I graduated in the Summer of 2012 from Queens College. I earned a Bachelor's degree in Computer Science, as well as a Bachelor's degree in Pure Mathematics. After graduating, I applied to the Master's program and was accepted as a pure mathematics student beginning in Fall of 2012.
I have worked as a private in-home tutor during both my undergraduate degree and master's degree. Tutoring has typically been long-term, with a couple of short-term or one-off students. I tutored students between the ages of 11 to 16 years old, primarily with Mathematics, but also with English, Physics, and basic Chemistry. During this time, my experience teaching Mathematics has been in the fields of arithmetic, geometry, trigonometry, algebra, and pre-calculus.
I have also tutored a few of my college-aged friends to help them study for upcoming calculus and statistics finals.
By far, my favorite subject to tutor is mathematics. Arithmetic and geometry have such beautiful, intricate relationships which I find fascinating. I think, as a result, my teaching philosophy is more exploratory and less rigid. If a student is engaged, I am more than willing to help them explore the world of mathematics as well. I personally retain information better when I can see the elaborate underpinnings of the world around us, and I think I bring that same philosophy to my tutoring sessions. If a student is having difficulty grasping a concept, I will try to reduce it to its simplest terms, so that he/she can follow the threads on their own to unravel the solution.
Academics aside, I love music. Since 2006, I've played guitar as a hobby. I love blues and jazz music, both listening and playing. I own both an Applause AE-128 and an Epiphone SG-250 guitar. I had a Carlos Robelli, which I donated to a friend back in 2010 or so.
I also enjoy reading non-fiction literature. In the past few years, I've discovered that I love reading about the history of mathematics and physics. I feel almost as if it gives me a chance to live through the most exciting and interesting parts of history. Most recently, I've finished reading /Bridges to Infinity/ and /Prime Obsession/. On my bookshelf are copies of /Euler's Gem/, /Conned Again, Watson!/, and of course Euclid's "Elements." I'm currently reading /Five Equations that Changed the World/.
Education & Certification
Undergraduate Degree: CUNY Queens College - Bachelors, Mathematics, Computer Science
Music, Reading, Math
10th Grade Math
11th Grade Math
12th Grade Math
9th Grade Math
College Computer Science
Elementary School Math
High School Computer Science
Technology and Computer Science
What is your teaching philosophy?
To help students discover and explore the world of mathematics. To spark their curiosity.

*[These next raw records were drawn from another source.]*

#[cfg(test)]
mod tests {
    use super::*;
    use std::fs;
    use tempfile::TempDir;

    fn write(root: &Path, path: &str, content: &str) {
        let path = root.join(path);
        fs::create_dir_all(path.parent().unwrap()).unwrap();
        fs::write(path, content).unwrap();
    }

    fn site() -> TempDir {
        let dir = TempDir::new().unwrap();
        let root = dir.path();
        write(
            root,
            "config.toml",
            r#"
[site]
title = "Ada Lovelace"
branding = { favicon = "assets/icons/favicon.svg", logo_src = "assets/images/logo.svg" }

[build]
base_path = "/portfolio"

[custom]
styles = ["assets/css/custom.css"]
scripts = []
"#,
        );
        write(
            root,
            "src/content/1-home.json",
            r#"{
  "header": { "title": "Home", "lead": "Welcome to {{cfg:site.title}}" },
  "body": [
    { "type": "paragraph", "data": { "text": "See [about]({{basePath}}/1-about/1-me.html)" } },
    { "type": "media-image", "data": { "src": "assets/images/me.png", "alt": "Me" } }
  ]
}"#,
        );
        write(
            root,
            "src/content/1-about/1-me.json",
            r#"{ "header": { "title": "About me" }, "body": [] }"#,
        );
        write(root, "src/css/custom.css", "body {\n  color: black;\n}\n");
        write(root, "src/assets/icons/favicon.svg", "<svg></svg>");
        write(root, "src/assets/images/me.png", "png");
        dir
    }

    #[tokio::test]
    async fn test_full_build() {
        let site = site();
        let summary = run_build(BuildOptions {
            site_path: site.path().to_path_buf(),
            ..Default::default()
        })
        .await
        .unwrap();

        assert_eq!(summary.pages, 2);
        // logo.svg is referenced but missing
        assert_eq!(summary.warnings, 1);

        let out = site.path().join("public");
        let index = fs::read_to_string(out.join("index.html")).unwrap();
        assert!(index.contains("/portfolio/1-about/1-me.html"));
        assert!(index.contains("Welcome to Ada Lovelace"));
        assert!(!index.contains("{{basePath}}"));
        assert!(index.contains("/portfolio/assets/templates/default/assets/css/site.css"));

        assert!(out.join("1-about/1-me.html").exists());
        assert!(out.join("assets/templates/default/assets/css/site.css").exists());
        assert!(out.join("assets/icons/favicon.svg").exists());
        assert!(out.join("assets/images/me.png").exists());
        assert!(!out.join("assets/images/logo.svg").exists());

        let css = fs::read_to_string(out.join("assets/css/custom.css")).unwrap();
        assert!(!css.contains('\n'));
    }

    #[tokio::test]
    async fn test_single_page_and_overrides() {
        let site = site();
        let out = TempDir::new().unwrap();
        let summary = run_build(BuildOptions {
            site_path: site.path().to_path_buf(),
            output_path: Some(out.path().join("dist")),
            page: Some("src/content/1-about/1-me.json".into()),
            base_path: Some("".into()),
            no_minify: true,
        })
        .await
        .unwrap();

        assert_eq!(summary.pages, 1);
        let html = fs::read_to_string(out.path().join("dist/1-about/1-me.html")).unwrap();
        assert!(html.contains("href=\"/assets/templates/default/assets/css/site.css\""));
        assert!(html.contains('\n'));
        assert!(!out.path().join("dist/index.html").exists());
    }

    #[tokio::test]
    async fn test_unknown_page_fails() {
        let site = site();
        let err = run_build(BuildOptions {
            site_path: site.path().to_path_buf(),
            page: Some("src/content/nope.json".into()),
            ..Default::default()
        })
        .await
        .unwrap_err();
        assert!(matches!(err, FolioError::PageNotFound { .. }));
    }

    #[tokio::test]
    async fn test_render_errors_name_the_page() {
        let site = site();
        write(
            site.path(),
            "src/content/2-broken.json",
            r#"{ "body": [{ "type": "table", "data": { "rows": [] } }] }"#,
        );
        let err = run_build(BuildOptions {
            site_path: site.path().to_path_buf(),
            ..Default::default()
        })
        .await
        .unwrap_err();
        assert!(matches!(err, FolioError::PageRender { .. }));
    }

    #[test]
    fn test_asset_path_from_href() {
        assert_eq!(
            asset_path_from_href("/portfolio/assets/css/a.css?v=2", "/portfolio"),
            Some("assets/css/a.css".into())
        );
        assert_eq!(asset_path_from_href("assets/js/a.js", ""), Some("assets/js/a.js".into()));
        assert_eq!(asset_path_from_href("https://cdn/assets/a.css", ""), None);
        assert_eq!(asset_path_from_href("//cdn/assets/a.css", ""), None);
        assert_eq!(asset_path_from_href("/portfolio/about.html", "/portfolio"), None);
        assert_eq!(asset_path_from_href("/assets/../secret", ""), None);
        assert_eq!(
            asset_path_from_href("/assets/v1..2.pdf", ""),
            Some("assets/v1..2.pdf".to_string())
        );
    }

    #[test]
    fn test_asset_source_mapping() {
        let root = Path::new("/site");
        assert_eq!(asset_source(root, "assets/css/a.css"), Some(root.join("src/css/a.css")));
        assert_eq!(asset_source(root, "assets/js/a.js"), Some(root.join("src/js/a.js")));
        assert_eq!(
            asset_source(root, "assets/images/a.png"),
            Some(root.join("src/assets/images/a.png"))
        );
        assert_eq!(asset_source(root, "assets/templates/default/x.css"), None);
    }

    #[test]
    fn test_referenced_assets_deduplicates() {
        let html = r#"<link href="/assets/css/a.css"><img src='/assets/a.png'><a href="/assets/css/a.css">"#;
        let assets = referenced_assets(html, "");
        assert_eq!(assets.len(), 2);
    }
}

What might you do in a typical first session with a student?
Review recent material, as well as go over any recent exams. The first step is to figure out where they're at, both in school and as a student.
How would you help a student stay motivated?
My specialty is mathematics, and a lot of students ask the question "how is this useful in the real world?" I find that once students know the fantastic and bizarre uses of mundane things like complex numbers and differential calculus, they become a lot more interested in the material.
If a student has difficulty learning a skill or concept, what would you do?
Motivate the topic visually, with graphs or charts. If it's still an issue, then make it simpler and simpler until they get it. And most importantly: work slowly. Don't move on just because they figured out one problem. If necessary, I will spend an entire session on a single topic just to make sure the student understands it.
How do you help students who are struggling with reading comprehension?
Visualization is an important part of a lot of fields of mathematics, particularly analysis. I would help students understand what each part of a statement/theorem/example means, then ask them to draw an example.
What strategies have you found to be most successful when you start to work with a student?
Greet them warmly. Make sure not to be too stiff or formal so they can relax around me. But at the same time, I try to always dress and act professional.
How would you help a student get excited/engaged with a subject that they are struggling in?
Motivate with real-world examples that seem larger-than-life.
What techniques would you use to be sure that a student understands the material?
Ask them to make problems for me to solve. Alternatively, ask them to draw/graph an example of what we've been studying.
How do you build a student's confidence in a subject?
More often, lack of self-confidence in mathematics is from students' own insecurities. They think "I don't know this" because math is "supposed" to be hard. But that reality is untrue (at least up to the undergraduate college level), and just by explaining to them how simple a lot of things are, they become more confident.
How do you evaluate a student's needs?
I pay close attention to results from in-class exams, or when reviewing, I focus in on problem types they get consistently wrong. I had one student consistently have difficulty finding an inverse function given another. So I spent two hours explaining to him what an inverse was, how it looked graphically, and doing examples.
How do you adapt your tutoring to the student's needs?
If a student is more confident, then I have to be stricter. If a student lacks confidence, I try to build it up. If a student lacks motivation, I try to stimulate their minds to get them to see mathematics all around us.
What types of materials do you typically use during a tutoring session?
Pencil and paper. Occasionally a pen or eraser.